How to Avoid Becoming Depressed Despite Seeing Many of the Minor Signs of the Hour?
Answered by Ustadh Salman Younas
Question: I came across a hadith in which it is stated that the Muslim community will be destroyed before 1500AH, which corresponds with the year 2079. Seeing that many of the minor signs of the Hour have already arrived, how do we go about our daily business without becoming depressed about the world ending?
Answer: assalamu alaykum
The knowledge of the hour belongs to God. This is clearly affirmed in the Qur’an when God says, “People ask you concerning the Hour. Say, ‘Knowledge of it is only with God.’” (33:63)

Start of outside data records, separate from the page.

// SPDX-License-Identifier: MIT
// Copyright (c) 2025 ReifyDB

//! Boundary value grids per field type.

use memkey_type::{Date, FieldType, Int96, Value};

/// Pad width used by the fixture schemas.
pub const PAD_WIDTH: u32 = 8;

/// Interesting values of `field_type` in strictly ascending typed order.
///
/// Padded values fit in [`PAD_WIDTH`] and never end in a zero byte.
pub fn boundary_values(field_type: FieldType) -> Vec<Value> {
	match field_type {
		FieldType::Boolean => vec![Value::Boolean(false), Value::Boolean(true)],
		FieldType::Int32 => [i32::MIN, i32::MIN + 1, -256, -1, 0, 1, 255, 256, i32::MAX - 1, i32::MAX]
			.into_iter()
			.map(Value::Int32)
			.collect(),
		FieldType::Int64 => [i64::MIN, -(1 << 40), -1, 0, 1, 1 << 31, 1 << 40, i64::MAX].into_iter().map(Value::Int64).collect(),
		FieldType::Float32 => [
			f32::NEG_INFINITY,
			f32::MIN,
			-1.5,
			-f32::MIN_POSITIVE,
			-1e-45,
			0.0,
			1e-45,
			f32::MIN_POSITIVE,
			1.5,
			f32::MAX,
			f32::INFINITY,
		]
		.into_iter()
		.filter_map(|v| Value::float32(v).ok())
		.collect(),
		FieldType::Float64 => [
			f64::NEG_INFINITY,
			f64::MIN,
			-1.5,
			-0.5,
			-f64::MIN_POSITIVE,
			0.0,
			f64::MIN_POSITIVE,
			0.5,
			1.5,
			f64::MAX,
			f64::INFINITY,
		]
		.into_iter()
		.filter_map(|v| Value::float64(v).ok())
		.collect(),
		FieldType::Date => [i32::MIN, -719_528, -1, 0, 1, 19_782, i32::MAX]
			.into_iter()
			.map(|d| Value::Date(Date::from_days_since_epoch(d)))
			.collect(),
		FieldType::Int96 => vec![
			Value::Int96(Int96::new([0x00; 12])),
			Value::Int96(Int96::from_parts(0, 2_440_588)),
			Value::Int96(Int96::new([0x7f; 12])),
			Value::Int96(Int96::new([0x80; 12])),
			Value::Int96(Int96::new([0xff; 12])),
		],
		FieldType::Binary => vec![
			Value::binary(Vec::new()),
			Value::binary(vec![0x00, 0x01]),
			Value::binary(vec![0x01]),
			Value::binary(vec![0x01, 0x00, 0x01]),
			Value::binary(vec![0x01, 0x01]),
			Value::binary(vec![0x7f]),
			Value::binary(vec![0x80]),
			Value::binary(vec![0xff; PAD_WIDTH as usize]),
		],
		FieldType::String => ["", "A", "Z", "a", "ab", "abc", "b", "zzzzzzzz", "é"].into_iter().map(Value::string).collect(),
	}
}
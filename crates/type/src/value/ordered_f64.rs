// SPDX-License-Identifier: MIT
// Copyright (c) 2025 ReifyDB

use std::{
	cmp::Ordering,
	fmt::{self, Display, Formatter},
	hash::{Hash, Hasher},
	ops::Deref,
};

use serde::{Deserialize, Deserializer, Serialize, Serializer, de};

use crate::Error;

/// A 8-byte float that is never NaN and never negative zero, which makes it
/// totally ordered and hashable.
#[repr(transparent)]
#[derive(Debug, Copy, Clone, Default)]
pub struct OrderedF64(f64);

impl OrderedF64 {
	pub fn value(&self) -> f64 {
		self.0
	}
}

impl Deref for OrderedF64 {
	type Target = f64;

	fn deref(&self) -> &Self::Target {
		&self.0
	}
}

impl Display for OrderedF64 {
	fn fmt(&self, f: &mut Formatter<'_>) -> fmt::Result {
		Display::fmt(&self.0, f)
	}
}

impl PartialEq for OrderedF64 {
	fn eq(&self, other: &Self) -> bool {
		self.0.to_bits() == other.0.to_bits()
	}
}

impl Eq for OrderedF64 {}

impl PartialOrd for OrderedF64 {
	fn partial_cmp(&self, other: &Self) -> Option<Ordering> {
		Some(self.cmp(other))
	}
}

impl Ord for OrderedF64 {
	fn cmp(&self, other: &Self) -> Ordering {
		self.0.total_cmp(&other.0)
	}
}

impl Hash for OrderedF64 {
	fn hash<H: Hasher>(&self, state: &mut H) {
		self.0.to_bits().hash(state);
	}
}

impl From<OrderedF64> for f64 {
	fn from(v: OrderedF64) -> Self {
		v.0
	}
}

impl TryFrom<f64> for OrderedF64 {
	type Error = Error;

	fn try_from(f: f64) -> Result<Self, Self::Error> {
		if f.is_nan() {
			return Err(Error::InvalidFloat);
		}
		let normalized = if f == 0.0 {
			0.0
		} else {
			f
		};
		Ok(OrderedF64(normalized))
	}
}

impl Serialize for OrderedF64 {
	fn serialize<S: Serializer>(&self, serializer: S) -> Result<S::Ok, S::Error> {
		serializer.serialize_f64(self.0)
	}
}

impl<'de> Deserialize<'de> for OrderedF64 {
	fn deserialize<D: Deserializer<'de>>(deserializer: D) -> Result<Self, D::Error> {
		let f = f64::deserialize(deserializer)?;
		OrderedF64::try_from(f).map_err(de::Error::custom)
	}
}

As for traditions that specify the Hour and when it will arise, they are all baseless. Ibn Kathir said, “It has not be established in any tradition from the Prophet that he specified when the Hour would arise.” [al-Nihaya fi al-Fitan (1:25)] A similar statement was made by al-Sakhawi, namely that all such traditions were either baseless or their chains were not established. [Maqasid al-Hasana (444)]
Indeed, attempts to figure out when the Hour will be established was undertaken by a number of scholars in the past and some of the estimates, such as the ummah only lasting 500 years have been proven untrue. The specified time of 1500 was a similar attempt by scholars, such as Imam al-Suyuti who has an entire treatise on the issue. However, much of it is based on a degree of speculation and not any clear evidence.

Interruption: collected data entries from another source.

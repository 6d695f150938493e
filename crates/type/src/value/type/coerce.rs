// SPDX-License-Identifier: MIT
// Copyright (c) 2025 ReifyDB

use crate::{
	Error, Result,
	value::{Blob, Date, Int96, OrderedF32, OrderedF64, Value, r#type::FieldType},
};

impl FieldType {
	/// Converts `value` into a value of this type.
	///
	/// Numeric sources (including dates, which are epoch days) narrow or widen
	/// to the declared width the way a primitive `as` cast does. Anything else
	/// must already be of this type, with two exceptions: a 12-byte binary
	/// becomes an Int96 and a UTF-8 binary becomes a String.
	pub fn coerce(&self, value: Value) -> Result<Value> {
		match (self, value) {
			(FieldType::Boolean, Value::Boolean(v)) => Ok(Value::Boolean(v)),

			(FieldType::Int32, Value::Int32(v)) => Ok(Value::Int32(v)),
			(FieldType::Int32, Value::Int64(v)) => Ok(Value::Int32(v as i32)),
			(FieldType::Int32, Value::Float32(v)) => Ok(Value::Int32(v.value() as i32)),
			(FieldType::Int32, Value::Float64(v)) => Ok(Value::Int32(v.value() as i32)),
			(FieldType::Int32, Value::Date(v)) => Ok(Value::Int32(v.to_days_since_epoch())),

			(FieldType::Int64, Value::Int32(v)) => Ok(Value::Int64(v as i64)),
			(FieldType::Int64, Value::Int64(v)) => Ok(Value::Int64(v)),
			(FieldType::Int64, Value::Float32(v)) => Ok(Value::Int64(v.value() as i64)),
			(FieldType::Int64, Value::Float64(v)) => Ok(Value::Int64(v.value() as i64)),
			(FieldType::Int64, Value::Date(v)) => Ok(Value::Int64(v.to_days_since_epoch() as i64)),

			(FieldType::Float32, Value::Int32(v)) => float32(v as f32),
			(FieldType::Float32, Value::Int64(v)) => float32(v as f32),
			(FieldType::Float32, Value::Float32(v)) => Ok(Value::Float32(v)),
			(FieldType::Float32, Value::Float64(v)) => float32(v.value() as f32),
			(FieldType::Float32, Value::Date(v)) => float32(v.to_days_since_epoch() as f32),

			(FieldType::Float64, Value::Int32(v)) => float64(v as f64),
			(FieldType::Float64, Value::Int64(v)) => float64(v as f64),
			(FieldType::Float64, Value::Float32(v)) => float64(v.value() as f64),
			(FieldType::Float64, Value::Float64(v)) => Ok(Value::Float64(v)),
			(FieldType::Float64, Value::Date(v)) => float64(v.to_days_since_epoch() as f64),

			(FieldType::Date, Value::Int32(v)) => Ok(Value::Date(Date::from(v))),
			(FieldType::Date, Value::Int64(v)) => Ok(Value::Date(Date::from(v as i32))),
			(FieldType::Date, Value::Float32(v)) => Ok(Value::Date(Date::from(v.value() as i32))),
			(FieldType::Date, Value::Float64(v)) => Ok(Value::Date(Date::from(v.value() as i32))),
			(FieldType::Date, Value::Date(v)) => Ok(Value::Date(v)),

			(FieldType::Binary, Value::Binary(v)) => Ok(Value::Binary(v)),

			(FieldType::Int96, Value::Int96(v)) => Ok(Value::Int96(v)),
			(FieldType::Int96, Value::Binary(v)) => Int96::try_from(v.as_bytes()).map(Value::Int96),

			(FieldType::String, Value::String(v)) => Ok(Value::String(v)),
			(FieldType::String, Value::Binary(v)) => binary_to_string(v),

			(expected, actual) => Err(Error::TypeMismatch {
				expected: *expected,
				actual: actual.field_type().to_string(),
			}),
		}
	}
}

fn float32(v: f32) -> Result<Value> {
	OrderedF32::try_from(v).map(Value::Float32)
}

fn float64(v: f64) -> Result<Value> {
	OrderedF64::try_from(v).map(Value::Float64)
}

fn binary_to_string(blob: Blob) -> Result<Value> {
	match String::from_utf8(blob.into()) {
		Ok(s) => Ok(Value::String(s)),
		Err(_) => Err(Error::TypeMismatch {
			expected: FieldType::String,
			actual: "Binary(invalid UTF-8)".to_string(),
		}),
	}
}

As such, there is no need for you to be restless. Even if we were to assume the Hour was around the corner, there is no guarantee that any one of us would actually live to witness it. Death is always potentially something that can reach us at any time. We should remember this and instead of becoming depressed utilize our time to prepare for the next-life.
[Ustadh] Salman Younas
Checked and approved by Shaykh Faraz Rabbani
Ustadh Salman Younas graduated from Stony Brook University with a degree in Political Science and Religious Studies. After studying the Islamic sciences online and with local scholars in New York, Ustadh Salman moved to Amman. There he studies Islamic law, legal methodology, belief, hadith methodology, logic, Arabic, and tafsir.